MY CAR’S BETTER THAN YOURS
The starting line in Times Square.
It’s hard to comprehend the hold automobiles had on the public imagination at the turn of the 20th century. A similar frenzy of technical one-upmanship occurred during the race to the moon in the 1960s, as industrial nations competed fiercely to be considered the most modern and up-to-date technologically. When it came to cars, there had been a few rally-style road races before 1908 -most notably a Peking-to-Paris auto race in 1907, but nothing on a truly global scale. So The New York Times and the French newspaper Le Matin combined to organize a bigger, better competition designed to be the ultimate test of man and machine. Starting in New York City, the racers would cross the continental United States and the Alaskan Territory, take a ferry across the Bering Strait, then drive from Vladivostok across Siberia to Paris- a trek of 22,000 miles.
Few paved roads existed anywhere at that time, and much of the planned route crossed vast roadless areas. And with few gas station in existence, just completing the course would require every ounce of stamina and ingenuity on the part of the car and the driver, but the winner would own indisputable bragging rights to the claim of the Best Car in the World.
GENTLEMEN, START YOUR ENGINES
The French De Dion-Bouton In New York City.
To the cheers of a crowd of 250,000 people, six cars representing four nations pulled out of New York’s Times Square on February 12, 1908, to begin the great adventure. France had three cars: a De Dion-Bouton, a Motobloc, and a Sizaire-Naudin. Germany was represented by a Protos, and Italy by a Zust. All but the American entry -a stock off-the-line Thomas Flyer driven by George Schuster- were custom-built for the competition. (The Thomas was a last-minute entry because the sponsors couldn’t bear the thought of a race of this magnitude not having an American representative.) All but the 1-cylinder Sizaire-Naudin had 4-cylinder engines ranging from 30-60 horsepower; the fastest, the Protos, could get up to 70 miles per hour. The cars were heavy, boxy things, with open cockpits and no windshields (glass was considered too dangerous). Each team consisted of a principle driver, a relief driver/mechanic, and an assistant, usually a reporter who would travel with the team and send stories from the road via telegraph.
THEY’RE OFF!
Immediately upon leaving Manhattan, the cars drove into a fierce snowstorm that claimed the Sizaire-Naudin as the race’s first victim. The 15-horsepower French two-seater broke down in Peekskill, new York, and was forced to quit. It had gone a mere 44 miles. Snow dogged the remaining cars all the way to Chicago, slowing their progress to a snail’s pace. It took the Thomas Flyer eight hours to travel four miles in Indiana, and then only with horses breaking the trail in front of the car.
After Chicago, the cars headed out across the Great Plains in subzero temperatures. To keep warm, the French Motobloc team rerouted heat from the engine into the cab (an innovation that found its way into future cars) but to no avail; The Motobloc had to quit the race in Iowa. Meanwhile, the winter weather had turned the plains into mud, which stuck to the chassis of the cars, adding hundreds of pounds to the weight of each vehicle. Teams took to stopping at fire stations in every town they passed for a high-pressure rinse.
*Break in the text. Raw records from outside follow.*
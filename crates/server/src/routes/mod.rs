//! HTTP route handlers for the swatch relay.
//!
//! # Route Structure
//!
//! ```text
//! GET     /health        - Liveness check
//! GET     /swatches      - Full swatch collection, images resolved
//! GET     /api/swatches  - Same handler, prefixed deployment path
//! OPTIONS /swatches      - CORS preflight (answered by the CORS layer)
//! ```

pub mod swatches;

use axum::{
    Router,
    http::{Method, header},
    routing::get,
};
use tower_http::cors::{Any, CorsLayer};
use tower_http::trace::{DefaultOnResponse, OnResponse, TraceLayer};
use tracing::Span;

use crate::state::AppState;

/// Create the swatch routes router.
///
/// Both paths serve the same handler; storefront deployments have mounted
/// the endpoint bare and under `/api`.
pub fn swatch_routes() -> Router<AppState> {
    Router::new()
        .route("/swatches", get(swatches::list))
        .route("/api/swatches", get(swatches::list))
        .layer(cors_layer())
}

/// Permissive CORS so storefront browsers can call the relay directly.
fn cors_layer() -> CorsLayer {
    CorsLayer::new()
        .allow_origin(Any)
        .allow_methods([Method::GET, Method::OPTIONS])
        .allow_headers([header::CONTENT_TYPE])
}

/// Create the complete application router.
pub fn app(state: AppState) -> Router {
    Router::new()
        .route("/health", get(health))
        .merge(swatch_routes())
        .layer(
            TraceLayer::new_for_http()
                .make_span_with(|request: &axum::http::Request<_>| {
                    tracing::info_span!(
                        "http_request",
                        method = %request.method(),
                        uri = %request.uri(),
                        status = tracing::field::Empty,
                        latency_ms = tracing::field::Empty,
                    )
                })
                .on_response(
                    |response: &axum::http::Response<_>,
                     latency: std::time::Duration,
                     span: &Span| {
                        span.record("status", response.status().as_u16());
                        span.record("latency_ms", latency.as_millis() as u64);
                        DefaultOnResponse::default().on_response(response, latency, span);
                    },
                ),
        )
        .with_state(state)
}

/// Liveness health check endpoint.
///
/// Returns "ok" if the server is running. Does not check upstream access.
async fn health() -> &'static str {
    "ok"
}
//! Swatch collection assembly: full pagination plus image resolution.
//!
//! The collector owns everything it needs at construction time; nothing is
//! read from the environment while a request is in flight.

use futures::future::join_all;
use thiserror::Error;
use tracing::instrument;

use crate::config::ImageSource;
use crate::shopify::{AdminClient, MEDIA_IMAGE_PREFIX, ShopifyError, Swatch, SwatchField};

/// Errors from assembling the full swatch collection.
#[derive(Debug, Error)]
pub enum CollectError {
    /// Upstream call failed; partial results are discarded.
    #[error(transparent)]
    Shopify(#[from] ShopifyError),

    /// Upstream reported another page but returned no edge to continue from.
    #[error("Page {page} reported more results but contained no cursor to continue from")]
    EmptyPage {
        /// 1-based number of the offending page.
        page: usize,
    },
}

/// Walks the complete `swatches` metaobject collection and resolves the
/// `main_image` field of every record to an image URL.
#[derive(Clone)]
pub struct SwatchCollector {
    client: AdminClient,
    source: ImageSource,
}

impl SwatchCollector {
    /// Create a collector backed by the given client.
    #[must_use]
    pub const fn new(client: AdminClient, source: ImageSource) -> Self {
        Self { client, source }
    }

    /// Fetch every swatch, then resolve their images.
    ///
    /// # Errors
    ///
    /// Returns `CollectError` if any pagination call fails; image resolution
    /// failures only null out the affected records.
    #[instrument(skip(self))]
    pub async fn collect(&self) -> Result<Vec<Swatch>, CollectError> {
        let mut swatches = self.fetch_all().await?;
        self.resolve_images(&mut swatches).await;
        Ok(swatches)
    }

    /// Fetch all pages of swatch metaobjects, in upstream order.
    ///
    /// Pagination is strictly sequential since each request needs the cursor
    /// of the previous page's last edge.
    ///
    /// # Errors
    ///
    /// Returns `CollectError::Shopify` if any page fetch fails, and
    /// `CollectError::EmptyPage` if upstream claims more pages while
    /// returning an empty one.
    #[instrument(skip(self))]
    pub async fn fetch_all(&self) -> Result<Vec<Swatch>, CollectError> {
        let mut swatches = Vec::new();
        let mut cursor: Option<String> = None;
        let mut page = 0usize;

        loop {
            page += 1;
            let fetched = self.client.swatch_page(self.source, cursor.take()).await?;

            swatches.extend(fetched.swatches);

            if !fetched.has_next_page {
                break;
            }

            match fetched.last_cursor {
                Some(last) => cursor = Some(last),
                // Continuing with a stale cursor would refetch the same page forever
                None => return Err(CollectError::EmptyPage { page }),
            }
        }

        tracing::debug!(
            count = swatches.len(),
            pages = page,
            "fetched swatch collection"
        );
        Ok(swatches)
    }

    /// Resolve `main_image` media references across the collection.
    ///
    /// Fields whose value does not carry the media GID prefix are left
    /// untouched, which also makes a second pass over already-resolved
    /// records a no-op. Inline reference data short-circuits without a
    /// request; remaining records get one node lookup each, dispatched
    /// concurrently under the `Lookup` strategy. A failed or empty
    /// resolution nulls the field and moves on.
    #[instrument(skip(self, swatches), fields(count = swatches.len()))]
    pub async fn resolve_images(&self, swatches: &mut [Swatch]) {
        let mut pending: Vec<(usize, String)> = Vec::new();

        for (index, swatch) in swatches.iter_mut().enumerate() {
            let field = swatch.main_image_field();
            let inline_url = field.and_then(SwatchField::inline_image_url);
            let media_gid = field
                .and_then(|f| f.value.as_deref())
                .filter(|v| v.starts_with(MEDIA_IMAGE_PREFIX))
                .map(str::to_string);

            // Only media references participate; anything else stays
            // untouched even when stray inline data is attached
            let Some(gid) = media_gid else {
                continue;
            };

            if let Some(url) = inline_url {
                swatch.apply_main_image(Some(url));
                continue;
            }

            match self.source {
                ImageSource::Lookup => pending.push((index, gid)),
                ImageSource::Inline => {
                    tracing::debug!(id = %swatch.id, "media reference missing inline image data");
                    swatch.apply_main_image(None);
                }
            }
        }

        if pending.is_empty() {
            return;
        }

        let lookups = pending.into_iter().map(|(index, gid)| {
            let client = self.client.clone();
            async move {
                let resolved = match client.media_image_url(&gid).await {
                    Ok(url) => {
                        if url.is_none() {
                            tracing::debug!(media_id = %gid, "media image has no URL");
                        }
                        url
                    }
                    Err(error) => {
                        tracing::warn!(media_id = %gid, error = %error, "image resolution failed");
                        None
                    }
                };
                (index, resolved)
            }
        });

        for (index, url) in join_all(lookups).await {
            if let Some(swatch) = swatches.get_mut(index) {
                swatch.apply_main_image(url);
            }
        }
    }
}
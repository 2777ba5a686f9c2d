//! Swatch relay library.
//!
//! Proxies the Shopify Admin GraphQL API: walks the complete `swatches`
//! metaobject collection, resolves each record's `main_image` media
//! reference to a CDN URL, and serves the result as one flat JSON array.
//!
//! # Architecture
//!
//! - Axum web framework, one JSON endpoint plus a health check
//! - Handwritten Admin API GraphQL queries over `reqwest`
//! - Stateless: every request re-fetches the whole collection

#![cfg_attr(not(test), forbid(unsafe_code))]

pub mod collector;
pub mod config;
pub mod error;
pub mod routes;
pub mod shopify;
pub mod state;
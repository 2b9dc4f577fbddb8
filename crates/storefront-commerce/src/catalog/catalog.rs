//! Product collection with its known category set.

use std::collections::HashSet;

use crate::catalog::category::{ALL_CATEGORIES, DEFAULT_CATEGORIES};
use crate::catalog::Product;
use crate::error::CommerceError;
use crate::ids::ProductId;
use serde::{Deserialize, Serialize};

const DEMO_CATALOG: &str = include_str!("../../data/demo_catalog.json");

/// An ordered product listing.
///
/// Order is the "featured" order: the query engine preserves it when no
/// sort key is applied.
#[derive(Debug, Clone, Serialize, PartialEq)]
pub struct Catalog {
    /// Known categories, "All" first.
    categories: Vec<String>,
    /// Products in featured order.
    products: Vec<Product>,
}

fn default_categories() -> Vec<String> {
    DEFAULT_CATEGORIES.iter().map(|c| c.to_string()).collect()
}

impl Catalog {
    /// Build a catalog, validating every product and rejecting duplicate ids.
    ///
    /// The "All" sentinel is inserted at the front of the category list if
    /// missing, repeated names keep their first position, and product
    /// categories absent from the list are appended.
    pub fn new(categories: Vec<String>, products: Vec<Product>) -> Result<Self, CommerceError> {
        let mut seen = HashSet::new();
        for product in &products {
            product.validate()?;
            if !seen.insert(product.id.as_str()) {
                return Err(CommerceError::DuplicateProduct(product.id.to_string()));
            }
        }

        let mut known = vec![ALL_CATEGORIES.to_string()];
        let listed = categories.into_iter();
        let used = products.iter().map(|p| p.category.clone());
        for category in listed.chain(used) {
            if !known.contains(&category) {
                known.push(category);
            }
        }
        let categories = known;

        Ok(Self { categories, products })
    }

    /// Parse and validate a catalog document.
    ///
    /// Accepts either `{"categories": [...], "products": [...]}` or a bare
    /// product array (categories then default to the storefront set).
    pub fn from_json(json: &str) -> Result<Self, CommerceError> {
        #[derive(Deserialize)]
        #[serde(untagged)]
        enum Document {
            Full {
                #[serde(default = "default_categories")]
                categories: Vec<String>,
                products: Vec<Product>,
            },
            Products(Vec<Product>),
        }

        let (categories, products) = match serde_json::from_str::<Document>(json)? {
            Document::Full { categories, products } => (categories, products),
            Document::Products(products) => (default_categories(), products),
        };
        Self::new(categories, products)
    }

    /// The bundled demo catalog.
    pub fn demo() -> Self {
        // The bundled document is checked by `test_demo_catalog_loads`.
        Self::from_json(DEMO_CATALOG).unwrap_or_else(|_| Self::empty())
    }

    /// A catalog with the default categories and no products.
    pub fn empty() -> Self {
        Self {
            categories: default_categories(),
            products: Vec::new(),
        }
    }

    /// Products in featured order.
    pub fn products(&self) -> &[Product] {
        &self.products
    }

    /// Known categories, "All" first.
    pub fn categories(&self) -> &[String] {
        &self.categories
    }

    /// Look up a product by id.
    pub fn get(&self, id: &ProductId) -> Option<&Product> {
        self.products.iter().find(|p| &p.id == id)
    }

    /// Number of products.
    pub fn len(&self) -> usize {
        self.products.len()
    }

    /// Check if the catalog has no products.
    pub fn is_empty(&self) -> bool {
        self.products.is_empty()
    }
}

impl Default for Catalog {
    fn default() -> Self {
        Self::empty()
    }
}
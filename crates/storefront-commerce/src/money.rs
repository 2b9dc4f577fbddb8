//! Money type for representing monetary values.
//!
//! Amounts are exact decimals. Rounding to the currency's minor unit happens
//! only when a value is formatted for display, so repeated additions and tax
//! multiplication never accumulate rounding error.

use crate::error::CommerceError;
use rust_decimal::{Decimal, RoundingStrategy};
use serde::{Deserialize, Serialize};
use std::fmt;
use std::str::FromStr;

/// Supported currencies.
#[derive(Debug, Clone, Copy, PartialEq, Eq, Hash, Serialize, Deserialize, Default)]
pub enum Currency {
    #[default]
    USD,
    EUR,
    GBP,
    JPY,
    CAD,
    AUD,
}

impl Currency {
    /// Get the currency code (e.g., "USD").
    pub fn code(&self) -> &'static str {
        match self {
            Currency::USD => "USD",
            Currency::EUR => "EUR",
            Currency::GBP => "GBP",
            Currency::JPY => "JPY",
            Currency::CAD => "CAD",
            Currency::AUD => "AUD",
        }
    }

    /// Get the currency symbol (e.g., "$").
    pub fn symbol(&self) -> &'static str {
        match self {
            Currency::USD => "$",
            Currency::EUR => "\u{20ac}",
            Currency::GBP => "\u{00a3}",
            Currency::JPY => "\u{00a5}",
            Currency::CAD => "CA$",
            Currency::AUD => "A$",
        }
    }

    /// Get the number of decimal places shown for this currency.
    pub fn decimal_places(&self) -> u32 {
        match self {
            Currency::JPY => 0,
            _ => 2,
        }
    }

    /// Parse a currency code string.
    pub fn from_code(code: &str) -> Option<Self> {
        match code.to_uppercase().as_str() {
            "USD" => Some(Currency::USD),
            "EUR" => Some(Currency::EUR),
            "GBP" => Some(Currency::GBP),
            "JPY" => Some(Currency::JPY),
            "CAD" => Some(Currency::CAD),
            "AUD" => Some(Currency::AUD),
            _ => None,
        }
    }
}

impl FromStr for Currency {
    type Err = CommerceError;

    fn from_str(s: &str) -> Result<Self, Self::Err> {
        Currency::from_code(s).ok_or_else(|| CommerceError::UnknownCurrency(s.to_string()))
    }
}

impl fmt::Display for Currency {
    fn fmt(&self, f: &mut fmt::Formatter<'_>) -> fmt::Result {
        write!(f, "{}", self.code())
    }
}

/// A monetary value with currency.
#[derive(Debug, Clone, Copy, PartialEq, Eq, Hash, Serialize, Deserialize, Default)]
pub struct Money {
    /// Exact amount in major units (e.g., dollars).
    pub amount: Decimal,
    /// The currency.
    #[serde(default)]
    pub currency: Currency,
}

impl Money {
    /// Create a new Money value.
    pub fn new(amount: Decimal, currency: Currency) -> Self {
        Self { amount, currency }
    }

    /// Create a Money value from minor units.
    ///
    /// ```
    /// use storefront_commerce::money::{Money, Currency};
    /// let price = Money::from_cents(12999, Currency::USD);
    /// assert_eq!(price.display(), "$129.99");
    /// ```
    pub fn from_cents(amount_cents: i64, currency: Currency) -> Self {
        Self::new(Decimal::new(amount_cents, currency.decimal_places()), currency)
    }

    /// Create a zero amount in the given currency.
    pub fn zero(currency: Currency) -> Self {
        Self::new(Decimal::ZERO, currency)
    }

    /// Check if this is negative.
    pub fn is_negative(&self) -> bool {
        self.amount.is_sign_negative() && !self.amount.is_zero()
    }

    /// Round to the currency's minor unit, half away from zero.
    pub fn rounded(&self) -> Money {
        let amount = self
            .amount
            .round_dp_with_strategy(self.currency.decimal_places(), RoundingStrategy::MidpointAwayFromZero);
        Money::new(amount, self.currency)
    }

    /// Format as a display string (e.g., "$49.99").
    pub fn display(&self) -> String {
        format!("{}{}", self.currency.symbol(), self.display_amount())
    }

    /// Format as a display string without symbol (e.g., "49.99").
    pub fn display_amount(&self) -> String {
        let places = self.currency.decimal_places() as usize;
        format!("{:.places$}", self.rounded().amount)
    }

    /// Try to add another Money value, returning None if currencies don't match.
    pub fn try_add(&self, other: &Money) -> Option<Money> {
        if self.currency != other.currency {
            return None;
        }
        self.amount
            .checked_add(other.amount)
            .map(|amount| Money::new(amount, self.currency))
    }

    /// Multiply by a quantity.
    pub fn try_multiply(&self, quantity: u32) -> Option<Money> {
        self.amount
            .checked_mul(Decimal::from(quantity))
            .map(|amount| Money::new(amount, self.currency))
    }

    /// Multiply by a decimal rate (e.g., a tax rate). The result is not rounded.
    pub fn try_scale(&self, rate: Decimal) -> Option<Money> {
        self.amount
            .checked_mul(rate)
            .map(|amount| Money::new(amount, self.currency))
    }
}

impl fmt::Display for Money {
    fn fmt(&self, f: &mut fmt::Formatter<'_>) -> fmt::Result {
        write!(f, "{}", self.display())
    }
}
Unable to find usable roads across Nebraska, the drivers took to “riding the rails.” straddling railroad tracks and bouncing along, tie to tie, for hundreds of miles. (Blowouts were frequent.) A Union Pacific conductor road along with the American team to alert them to oncoming trains. In especially bad weather, one team member would straddle the radiator with a lantern and peer ahead of the car.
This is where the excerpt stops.